Redevenir citoyen, la solution finale…

par Johan.B
samedi 12 septembre 2015

La crise syrienne désormais appelée « la crise des réfugiés », soulève depuis quelques jours de nombreuses réactions. Tantôt basées sur l’émotion, tantôt basées sur une vision humaniste que doit représenter la nation française. Les réactions sont aussi, et c’est ce qui m’amène à rédiger cet article, souvent acerbes et/ou profondément racistes…

… mais chut, ne condamnons pas ces réactions … elles seraient visiblement l’expression d’esprits qui auraient été « muselés » jusqu’à présent et qui ne libéreraient qu’une parole évidente, de bon sens, la « vérité vraie quoi ! » ; ces individus qui, un jour pouvaient rejeter, parce que c’est ingrat, les sans domiciles fixes, prennent ces mêmes populations comme « cautions utiles » pour maintenant rejeter toute réflexion sur la réaction à adopter à l’égard d’enfants, de femmes et d’hommes qui quitteraient leur pays… parce que soyons honnêtes, ça semble être si sympa d’aller en Grèce, en Allemagne, en Suède, en France… en sandalettes, surtout si on peut avoir l’occasion de se noyer sur le trajet… ça donne des sensations fortes, c’est chouette !

Cette tendance à vouloir entrainer une confusion volontaire entre des sujets qui ne sont pas comparables (il n’y a pas de réponse globale à la problématique des sans domiciles fixes, que des réponses uniques, alors qu’il y a bien qu’une et unique raison qui pousse les syriens à quitter la Syrie … cette raison, c’est le régime totalitaire et guerrier), doit nous amener à une réflexion plus profonde.

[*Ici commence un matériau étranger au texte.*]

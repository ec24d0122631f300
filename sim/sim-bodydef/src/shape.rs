//! Scaled shape descriptors produced from a body definition.

use nalgebra::Point2;

#[cfg(feature = "serde")]
use serde::{Deserialize, Serialize};

/// Kind of a [`Shape`], without its payload.
#[derive(Debug, Clone, Copy, PartialEq, Eq, Hash)]
#[cfg_attr(feature = "serde", derive(Serialize, Deserialize))]
pub enum ShapeType {
    /// Open vertex chain.
    Chain,
    /// Circle.
    Circle,
}

/// Geometry of a single fixture, already scaled.
#[derive(Debug, Clone, PartialEq)]
#[cfg_attr(feature = "serde", derive(Serialize, Deserialize))]
pub enum Shape {
    /// Open polyline through `vertices` in order. The last vertex is not
    /// joined back to the first.
    Chain {
        /// Chain vertices.
        vertices: Vec<Point2<f64>>,
    },
    /// Circle with the given center and radius.
    Circle {
        /// Circle center.
        center: Point2<f64>,
        /// Circle radius.
        radius: f64,
    },
}

impl Shape {
    /// Create a chain shape.
    #[must_use]
    pub fn chain(vertices: Vec<Point2<f64>>) -> Self {
        Self::Chain { vertices }
    }

    /// Create a circle shape.
    #[must_use]
    pub fn circle(center: Point2<f64>, radius: f64) -> Self {
        Self::Circle { center, radius }
    }

    /// Get the shape kind.
    #[must_use]
    pub fn shape_type(&self) -> ShapeType {
        match self {
            Self::Chain { .. } => ShapeType::Chain,
            Self::Circle { .. } => ShapeType::Circle,
        }
    }

    /// Chain vertices, or `None` for a circle.
    #[must_use]
    pub fn as_chain(&self) -> Option<&[Point2<f64>]> {
        match self {
            Self::Chain { vertices } => Some(vertices),
            Self::Circle { .. } => None,
        }
    }

    /// Center and radius, or `None` for a chain.
    #[must_use]
    pub fn as_circle(&self) -> Option<(Point2<f64>, f64)> {
        match self {
            Self::Circle { center, radius } => Some((*center, *radius)),
            Self::Chain { .. } => None,
        }
    }
}

/// A fixture ready to attach to a physics body: material properties plus
/// geometry.
///
/// Material properties are copied from the document unscaled.
#[derive(Debug, Clone, PartialEq)]
#[cfg_attr(feature = "serde", derive(Serialize, Deserialize))]
pub struct FixtureDef {
    /// Density.
    pub density: f64,
    /// Friction coefficient.
    pub friction: f64,
    /// Restitution (bounciness).
    pub restitution: f64,
    /// Scaled geometry.
    pub shape: Shape,
}

impl FixtureDef {
    /// Create a fixture with zero material properties.
    #[must_use]
    pub fn new(shape: Shape) -> Self {
        Self {
            density: 0.0,
            friction: 0.0,
            restitution: 0.0,
            shape,
        }
    }

    /// Set density, friction and restitution.
    #[must_use]
    pub fn with_material(mut self, density: f64, friction: f64, restitution: f64) -> Self {
        self.density = density;
        self.friction = friction;
        self.restitution = restitution;
        self
    }
}

/// A named body and its fixtures, in document order.
#[derive(Debug, Clone, PartialEq, Default)]
#[cfg_attr(feature = "serde", derive(Serialize, Deserialize))]
pub struct ParsedBody {
    /// Body name as written in the document. Not required to be unique.
    pub name: String,
    /// Fixtures in document order.
    pub shapes: Vec<FixtureDef>,
}

impl ParsedBody {
    /// Create a body with no fixtures.
    #[must_use]
    pub fn new(name: impl Into<String>) -> Self {
        Self {
            name: name.into(),
            shapes: Vec::new(),
        }
    }

    /// Number of fixtures.
    #[must_use]
    pub fn len(&self) -> usize {
        self.shapes.len()
    }

    /// Whether the body has no fixtures.
    #[must_use]
    pub fn is_empty(&self) -> bool {
        self.shapes.is_empty()
    }
}
//! End-to-end tests against a PhysicsEditor export.
//!
//! The sample has two bodies: the first with a polygon, a circle and a second
//! polygon fixture; the second with no fixtures at all.

#![allow(clippy::unwrap_used)]
#![allow(clippy::expect_used)]
#![allow(clippy::float_cmp)]

use approx::assert_relative_eq;
use sim_bodydef::{BodyDefError, ShapeType, parse, parse_bodydef, parse_scaled};

const SAMPLE_XML: &str = r#"
<?xml version="1.0" encoding="UTF-8"?>
<!-- created with http://www.physicseditor.de -->
<bodydef version="1.0">
	<bodies>

		<body name="Zrzut ekranu 2020-08-18 o 15">
            <anchorpoint>0.5000,0.5000</anchorpoint>
			<fixtures>

				<fixture>
					<density>2</density>
					<friction>0</friction>
					<restitution>0</restitution>
					<filter_categoryBits>1</filter_categoryBits>
					<filter_groupIndex>0</filter_groupIndex>
					<filter_maskBits>65535</filter_maskBits>
					<fixture_type>POLYGON</fixture_type>


					<polygons>

                        <polygon>  788.5000, -76.0000  ,  788.5000, 76.0000  ,  -788.5000, 76.0000  ,  -344.5000, 7.0000 </polygon>

					</polygons>

				</fixture>

				<fixture>
					<density>3</density>
					<friction>1</friction>
					<restitution>1</restitution>
					<filter_categoryBits>1</filter_categoryBits>
					<filter_groupIndex>0</filter_groupIndex>
					<filter_maskBits>65535</filter_maskBits>
					<fixture_type>CIRCLE</fixture_type>


                    <circle r="20.000" x="-687.500" y="-12.000"/>

				</fixture>

				<fixture>
					<density>2</density>
					<friction>0</friction>
					<restitution>0</restitution>
					<filter_categoryBits>1</filter_categoryBits>
					<filter_groupIndex>0</filter_groupIndex>
					<filter_maskBits>65535</filter_maskBits>
					<fixture_type>POLYGON</fixture_type>


					<polygons>

                        <polygon>  -356.5000, -14.0000  ,  -396.5000, -14.0000  ,  -396.5000, -54.0000 </polygon>

					</polygons>

				</fixture>

			</fixtures>
		</body>

		<body name="Zrzut ekranu 2020-09-2 o 11">
            <anchorpoint>0.5000,0.5040</anchorpoint>
			<fixtures>

			</fixtures>
		</body>

	</bodies>
	<metadata>
		<format>1</format>
		<ptm_ratio>32</ptm_ratio>
	</metadata>
</bodydef>
"#;

#[test]
fn parses_body_data() {
    let bodies = parse(SAMPLE_XML.as_bytes()).expect("parse should be successful");

    assert_eq!(bodies.len(), 2);
    assert_eq!(bodies[0].name, "Zrzut ekranu 2020-08-18 o 15");
    assert_eq!(bodies[0].shapes.len(), 3);

    assert_eq!(bodies[1].name, "Zrzut ekranu 2020-09-2 o 11");
    assert_eq!(bodies[1].shapes.len(), 0);
}

#[test]
fn parses_fixture_data() {
    let bodies = parse(SAMPLE_XML.as_bytes()).expect("parse should be successful");

    let first = &bodies[0].shapes[0];
    assert_eq!(first.restitution, 0.0);
    assert_eq!(first.friction, 0.0);
    assert_eq!(first.density, 2.0);
    assert_eq!(first.shape.shape_type(), ShapeType::Chain);

    let second = &bodies[0].shapes[1];
    assert_eq!(second.restitution, 1.0);
    assert_eq!(second.friction, 1.0);
    assert_eq!(second.density, 3.0);
    assert_eq!(second.shape.shape_type(), ShapeType::Circle);

    assert_eq!(bodies[0].shapes[2].shape.shape_type(), ShapeType::Chain);
}

#[test]
fn parses_polygon_data() {
    let bodies = parse(SAMPLE_XML.as_bytes()).expect("parse should be successful");

    let chain = bodies[0].shapes[0].shape.as_chain().expect("chain");
    assert_eq!(chain.len(), 4);

    assert_eq!(chain[0].x, 788.5);
    assert_eq!(chain[0].y, -76.0);
    assert_eq!(chain[1].x, 788.5);
    assert_eq!(chain[1].y, 76.0);
    assert_eq!(chain[2].x, -788.5);
    assert_eq!(chain[2].y, 76.0);
    assert_eq!(chain[3].x, -344.5);
    assert_eq!(chain[3].y, 7.0);

    let chain = bodies[0].shapes[2].shape.as_chain().expect("chain");
    assert_eq!(chain.len(), 3);
    assert_eq!(chain[2].x, -396.5);
    assert_eq!(chain[2].y, -54.0);
}

#[test]
fn parses_circle_data() {
    let bodies = parse(SAMPLE_XML.as_bytes()).expect("parse should be successful");

    let (center, radius) = bodies[0].shapes[1].shape.as_circle().expect("circle");
    assert_eq!(radius, 20.0);
    assert_eq!(center.x, -687.5);
    assert_eq!(center.y, -12.0);
}

#[test]
fn scales_fixtures() {
    let bodies = parse_scaled(SAMPLE_XML.as_bytes(), 2.0).expect("parse should be successful");

    let chain = bodies[0].shapes[0].shape.as_chain().expect("chain");
    assert_relative_eq!(chain[0].x, 788.5 * 2.0);
    assert_relative_eq!(chain[0].y, -76.0 * 2.0);

    let (center, radius) = bodies[0].shapes[1].shape.as_circle().expect("circle");
    assert_relative_eq!(radius, 20.0 * 2.0);
    assert_relative_eq!(center.x, -687.5 * 2.0);
    assert_relative_eq!(center.y, -12.0 * 2.0);

    // Material is never scaled
    assert_eq!(bodies[0].shapes[1].density, 3.0);
}

#[test]
fn mirrors_with_negative_scale() {
    let bodies = parse_scaled(SAMPLE_XML.as_bytes(), -1.0).expect("parse should be successful");

    let chain = bodies[0].shapes[0].shape.as_chain().expect("chain");
    assert_eq!(chain[0].x, -788.5);
    assert_eq!(chain[0].y, 76.0);

    let (_, radius) = bodies[0].shapes[1].shape.as_circle().expect("circle");
    assert_eq!(radius, -20.0);
}

#[test]
fn decodes_sample_document() {
    let document = parse_bodydef(SAMPLE_XML.as_bytes()).expect("decode should be successful");
    assert_eq!(document.body_count(), 2);
    assert_eq!(document.fixture_count(), 3);
    assert_eq!(document.bodies[0].fixtures[1].fixture_type, "CIRCLE");
}

#[test]
fn rejects_invalid_xml() {
    let result = parse(b"<xml> this in invalid xml </xml>");
    assert!(result.is_err());
}

#[test]
fn rejects_unclosed_root() {
    let truncated = SAMPLE_XML.replace("</bodydef>", "");
    let result = parse(truncated.as_bytes());
    assert!(matches!(result, Err(BodyDefError::XmlParse(_))));
}

#[test]
fn rejects_unknown_fixture_type() {
    let xml = SAMPLE_XML.replacen(
        "<fixture_type>CIRCLE</fixture_type>",
        "<fixture_type>CAPSULE</fixture_type>",
        1,
    );
    let err = parse(xml.as_bytes()).expect_err("should fail");

    match err {
        BodyDefError::InvalidFixtureType {
            body, fixture_type, ..
        } => {
            assert_eq!(body, "Zrzut ekranu 2020-08-18 o 15");
            assert_eq!(fixture_type, "CAPSULE");
        }
        other => panic!("expected InvalidFixtureType, got {other:?}"),
    }
}

#[test]
fn rejects_circle_fixture_without_circle() {
    let xml = SAMPLE_XML.replace(r#"<circle r="20.000" x="-687.500" y="-12.000"/>"#, "");
    let result = parse(xml.as_bytes());
    assert!(matches!(result, Err(BodyDefError::InvalidFixtureType { .. })));
}

#[test]
fn rejects_non_numeric_coordinate() {
    let xml = SAMPLE_XML.replace("-344.5000, 7.0000", "-344.5000, abc");
    let err = parse(xml.as_bytes()).expect_err("should fail");
    assert!(matches!(err, BodyDefError::NumericFormat { ref token } if token == "abc"));
}

#[test]
fn rejects_padded_fixture_type() {
    let xml = SAMPLE_XML.replacen(
        "<fixture_type>POLYGON</fixture_type>",
        "<fixture_type>  POLYGON  </fixture_type>",
        1,
    );
    let err = parse(xml.as_bytes()).expect_err("should fail");

    match err {
        BodyDefError::InvalidFixtureType { fixture_type, .. } => {
            assert_eq!(fixture_type, "  POLYGON  ");
        }
        other => panic!("expected InvalidFixtureType, got {other:?}"),
    }
}

#[test]
fn accepts_unicode_case_fixture_type() {
    let xml = SAMPLE_XML.replacen(
        "<fixture_type>CIRCLE</fixture_type>",
        "<fixture_type>c\u{131}rcle</fixture_type>",
        1,
    );
    let bodies = parse(xml.as_bytes()).expect("parse should be successful");
    assert_eq!(bodies[0].shapes[1].shape.shape_type(), ShapeType::Circle);
}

Les systèmes d’informations que nous utilisons dans notre quotidien nous font croire que nous serions parfaitement informés sur tous les sujets… Un enfant meurt noyé sur une plage, le monde en a connaissance dans les minutes qui suivent, des chats disparaissent dans un village, le monde en a connaissance dans les minutes qui suivent… Bref nous sommes tous informés de tout dans les minutes qui suivent un évènement, sans hiérarchie, comme ça de manière « brute de décoffrage ». Toutes ces informations, peu, voire pas « triées sur le volet », sont aussitôt commentées (par le biais des réseaux sociaux, des possibilités de commenter directement les articles sur les sites des journaux, mais aussi sur le rebord d’un comptoir).

Cette évolution du rapport à notre environnement nous fait souvent oublier qu’entre l’information et l’expression d’une opinion, se tient l’exercice de la réflexion. Cet exercice semble être souvent oublié au nom de « la liberté d’expression ». Pire, l’absence de cet exercice tend à simplifier, voire à rendre simpliste, la connaissance de ce qui fait notre monde. Indiscutablement, les effets indirects du développement des systèmes d’information, c’est le rejet de la complexité. Tout semble simple, évident, logique, du gros bon sens. On consomme ou parfois on absorbe l’information et en un clic on s’en est fait une idée. C’est rassurant, c’est gratifiant, on se sent investit par notre mission de citoyen ! On peut maintenant exprimer son idée sur tout et n’importe quoi, sans même s’assurer de la maîtrise de sujets qui, quoi qu’on se le dise, ne peuvent être que complexes.

Cette complexité, un individu à lui seul la représente. Quand je vais faire mes courses, je vois des consommateurs qui semblent chercher les prix encore et toujours moins chers. Or quand je me déplace dans les entreprises, je vois des salariés, employés vouloir des rémunérations encore et toujours élevés. Dans la cité, les usagers souhaitent encore et toujours plus de services publics (de qualité par-dessus le marché !) alors que lorsque l’on est face à sa déclaration de revenu, on souhaite payer le moins d’impôts possible… la contradiction est ce qui pourrait résumer le comportement de l’être humain, la contradiction entre sa casquette de consommateur vs sa casquette de salarié, sa casquette de contribuable vs celle d’usager… en soit ce n’est pas grave, il convient simplement d’en avoir conscience et de l’accepter : le raisonnement propre à un individu est complexe, et c’est une bonne nouvelle !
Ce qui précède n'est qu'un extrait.